- [Exercise data]
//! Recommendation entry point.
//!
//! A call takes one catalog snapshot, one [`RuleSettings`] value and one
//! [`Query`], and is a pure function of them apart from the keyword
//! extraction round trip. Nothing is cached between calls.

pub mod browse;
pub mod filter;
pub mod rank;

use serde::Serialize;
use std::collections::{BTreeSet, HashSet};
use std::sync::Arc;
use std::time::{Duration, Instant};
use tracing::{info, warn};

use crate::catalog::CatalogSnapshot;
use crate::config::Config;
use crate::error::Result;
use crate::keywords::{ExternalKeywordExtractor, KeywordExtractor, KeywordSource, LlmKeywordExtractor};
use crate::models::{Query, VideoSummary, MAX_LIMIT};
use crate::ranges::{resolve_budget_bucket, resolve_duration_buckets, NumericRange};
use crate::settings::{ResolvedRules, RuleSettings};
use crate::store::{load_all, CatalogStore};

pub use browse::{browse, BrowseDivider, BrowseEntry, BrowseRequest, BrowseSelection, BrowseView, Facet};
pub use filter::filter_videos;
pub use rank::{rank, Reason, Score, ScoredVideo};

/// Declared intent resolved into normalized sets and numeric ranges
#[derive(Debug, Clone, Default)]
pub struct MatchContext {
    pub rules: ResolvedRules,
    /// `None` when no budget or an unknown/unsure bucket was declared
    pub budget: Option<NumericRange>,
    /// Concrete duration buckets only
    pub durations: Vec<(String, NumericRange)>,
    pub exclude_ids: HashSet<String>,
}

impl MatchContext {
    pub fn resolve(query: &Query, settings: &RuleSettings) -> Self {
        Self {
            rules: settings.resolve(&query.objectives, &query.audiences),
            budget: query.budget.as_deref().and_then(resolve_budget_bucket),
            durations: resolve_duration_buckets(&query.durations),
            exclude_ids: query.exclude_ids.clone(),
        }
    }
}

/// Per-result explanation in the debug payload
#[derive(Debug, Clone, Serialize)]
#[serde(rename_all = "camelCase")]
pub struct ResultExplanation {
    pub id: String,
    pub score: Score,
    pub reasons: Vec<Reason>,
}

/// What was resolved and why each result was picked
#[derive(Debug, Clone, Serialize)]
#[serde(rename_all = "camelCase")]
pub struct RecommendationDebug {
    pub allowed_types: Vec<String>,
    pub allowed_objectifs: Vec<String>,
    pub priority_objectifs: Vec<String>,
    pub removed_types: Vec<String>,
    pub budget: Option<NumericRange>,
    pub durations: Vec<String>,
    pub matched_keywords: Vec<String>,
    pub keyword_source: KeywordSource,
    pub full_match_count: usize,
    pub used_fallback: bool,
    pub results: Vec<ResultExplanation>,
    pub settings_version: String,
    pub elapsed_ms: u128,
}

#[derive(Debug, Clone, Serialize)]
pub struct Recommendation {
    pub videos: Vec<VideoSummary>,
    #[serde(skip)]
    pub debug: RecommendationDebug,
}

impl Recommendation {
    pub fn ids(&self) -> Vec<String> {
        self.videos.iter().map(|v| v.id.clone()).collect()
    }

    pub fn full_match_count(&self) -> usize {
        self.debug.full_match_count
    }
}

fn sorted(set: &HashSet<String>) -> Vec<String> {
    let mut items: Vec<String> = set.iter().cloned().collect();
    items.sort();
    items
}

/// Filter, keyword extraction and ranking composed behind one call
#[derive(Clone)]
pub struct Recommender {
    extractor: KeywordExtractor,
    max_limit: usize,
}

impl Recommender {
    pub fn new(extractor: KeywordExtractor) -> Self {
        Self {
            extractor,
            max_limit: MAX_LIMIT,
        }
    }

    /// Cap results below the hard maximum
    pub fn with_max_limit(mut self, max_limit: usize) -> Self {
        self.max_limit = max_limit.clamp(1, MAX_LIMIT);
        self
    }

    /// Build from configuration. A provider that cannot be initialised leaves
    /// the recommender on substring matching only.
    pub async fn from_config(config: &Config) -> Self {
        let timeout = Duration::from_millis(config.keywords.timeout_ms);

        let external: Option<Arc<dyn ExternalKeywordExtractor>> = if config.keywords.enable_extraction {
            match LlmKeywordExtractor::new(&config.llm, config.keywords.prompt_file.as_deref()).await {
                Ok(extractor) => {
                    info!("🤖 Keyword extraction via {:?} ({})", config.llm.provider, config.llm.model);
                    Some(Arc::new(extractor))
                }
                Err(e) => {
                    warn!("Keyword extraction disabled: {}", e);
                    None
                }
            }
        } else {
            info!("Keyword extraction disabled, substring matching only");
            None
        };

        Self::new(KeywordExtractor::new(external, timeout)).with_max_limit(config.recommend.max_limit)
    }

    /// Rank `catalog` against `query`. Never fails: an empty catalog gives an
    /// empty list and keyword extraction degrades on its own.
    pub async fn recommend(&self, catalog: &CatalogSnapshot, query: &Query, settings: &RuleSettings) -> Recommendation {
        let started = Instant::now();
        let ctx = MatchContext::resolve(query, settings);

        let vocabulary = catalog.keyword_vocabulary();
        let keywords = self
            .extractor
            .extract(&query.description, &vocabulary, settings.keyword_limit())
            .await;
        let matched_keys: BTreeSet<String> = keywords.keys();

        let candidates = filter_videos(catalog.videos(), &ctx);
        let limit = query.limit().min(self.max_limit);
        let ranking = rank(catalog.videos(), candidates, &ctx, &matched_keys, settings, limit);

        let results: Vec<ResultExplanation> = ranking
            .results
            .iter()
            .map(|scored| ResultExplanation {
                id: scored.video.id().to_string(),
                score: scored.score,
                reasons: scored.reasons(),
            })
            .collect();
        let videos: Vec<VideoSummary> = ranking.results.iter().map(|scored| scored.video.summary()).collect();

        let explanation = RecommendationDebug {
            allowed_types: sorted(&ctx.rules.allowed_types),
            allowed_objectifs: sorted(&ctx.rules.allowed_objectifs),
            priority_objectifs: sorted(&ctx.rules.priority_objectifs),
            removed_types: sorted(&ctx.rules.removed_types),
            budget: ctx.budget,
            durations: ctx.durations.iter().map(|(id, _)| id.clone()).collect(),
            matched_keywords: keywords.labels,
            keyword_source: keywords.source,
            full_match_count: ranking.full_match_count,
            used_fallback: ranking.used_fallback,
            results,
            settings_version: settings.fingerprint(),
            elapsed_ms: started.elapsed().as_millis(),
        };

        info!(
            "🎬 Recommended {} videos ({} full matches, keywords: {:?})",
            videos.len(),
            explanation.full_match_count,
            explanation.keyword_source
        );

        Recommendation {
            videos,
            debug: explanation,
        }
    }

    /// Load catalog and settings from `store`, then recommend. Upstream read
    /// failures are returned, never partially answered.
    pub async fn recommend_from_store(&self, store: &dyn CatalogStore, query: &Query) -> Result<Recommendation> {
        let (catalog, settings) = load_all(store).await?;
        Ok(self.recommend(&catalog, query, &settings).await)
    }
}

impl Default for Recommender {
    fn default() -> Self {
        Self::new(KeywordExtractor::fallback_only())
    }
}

---

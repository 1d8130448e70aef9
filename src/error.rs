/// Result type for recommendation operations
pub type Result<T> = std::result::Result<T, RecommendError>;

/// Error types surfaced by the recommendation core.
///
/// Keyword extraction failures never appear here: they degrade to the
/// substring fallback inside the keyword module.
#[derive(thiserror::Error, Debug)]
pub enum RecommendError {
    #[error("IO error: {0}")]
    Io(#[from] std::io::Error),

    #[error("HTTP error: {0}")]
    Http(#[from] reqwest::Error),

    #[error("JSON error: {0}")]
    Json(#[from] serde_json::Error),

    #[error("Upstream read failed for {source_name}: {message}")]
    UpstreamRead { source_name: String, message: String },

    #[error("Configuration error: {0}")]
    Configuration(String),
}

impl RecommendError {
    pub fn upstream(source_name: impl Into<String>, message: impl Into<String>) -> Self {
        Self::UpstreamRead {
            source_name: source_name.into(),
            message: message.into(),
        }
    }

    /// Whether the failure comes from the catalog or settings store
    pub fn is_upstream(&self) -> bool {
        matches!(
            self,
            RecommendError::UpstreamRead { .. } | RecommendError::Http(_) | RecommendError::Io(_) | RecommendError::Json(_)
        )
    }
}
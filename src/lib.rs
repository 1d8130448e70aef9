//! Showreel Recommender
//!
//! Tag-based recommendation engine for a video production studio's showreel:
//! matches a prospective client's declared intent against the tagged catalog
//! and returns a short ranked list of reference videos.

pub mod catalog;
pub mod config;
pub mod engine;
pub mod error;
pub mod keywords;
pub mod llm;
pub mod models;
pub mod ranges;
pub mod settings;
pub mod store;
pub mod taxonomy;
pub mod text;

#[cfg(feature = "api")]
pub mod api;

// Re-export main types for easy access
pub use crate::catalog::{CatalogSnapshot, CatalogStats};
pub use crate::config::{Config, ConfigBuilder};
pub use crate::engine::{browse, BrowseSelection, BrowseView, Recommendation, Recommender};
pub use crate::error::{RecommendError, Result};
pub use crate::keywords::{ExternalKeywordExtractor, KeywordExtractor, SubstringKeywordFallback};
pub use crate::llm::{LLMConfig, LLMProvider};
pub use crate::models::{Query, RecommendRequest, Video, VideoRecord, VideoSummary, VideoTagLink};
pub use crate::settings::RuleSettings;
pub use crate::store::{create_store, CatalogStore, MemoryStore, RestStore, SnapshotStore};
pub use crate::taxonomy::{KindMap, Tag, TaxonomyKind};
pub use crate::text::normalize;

- [Your instructions] In the listing above, the lines from the one containing "pub mod engine;" through the one containing "pub use crate::text::normalize;" must be set down exactly, with no other lines.

- [Output]
pub mod engine;
pub mod error;
pub mod keywords;
pub mod llm;
pub mod models;
pub mod ranges;
pub mod settings;
pub mod store;
pub mod taxonomy;
pub mod text;

#[cfg(feature = "api")]
pub mod api;

// Re-export main types for easy access
pub use crate::catalog::{CatalogSnapshot, CatalogStats};
pub use crate::config::{Config, ConfigBuilder};
pub use crate::engine::{browse, BrowseSelection, BrowseView, Recommendation, Recommender};
pub use crate::error::{RecommendError, Result};
pub use crate::keywords::{ExternalKeywordExtractor, KeywordExtractor, SubstringKeywordFallback};
pub use crate::llm::{LLMConfig, LLMProvider};
pub use crate::models::{Query, RecommendRequest, Video, VideoRecord, VideoSummary, VideoTagLink};
pub use crate::settings::RuleSettings;
pub use crate::store::{create_store, CatalogStore, MemoryStore, RestStore, SnapshotStore};
pub use crate::taxonomy::{KindMap, Tag, TaxonomyKind};
pub use crate::text::normalize;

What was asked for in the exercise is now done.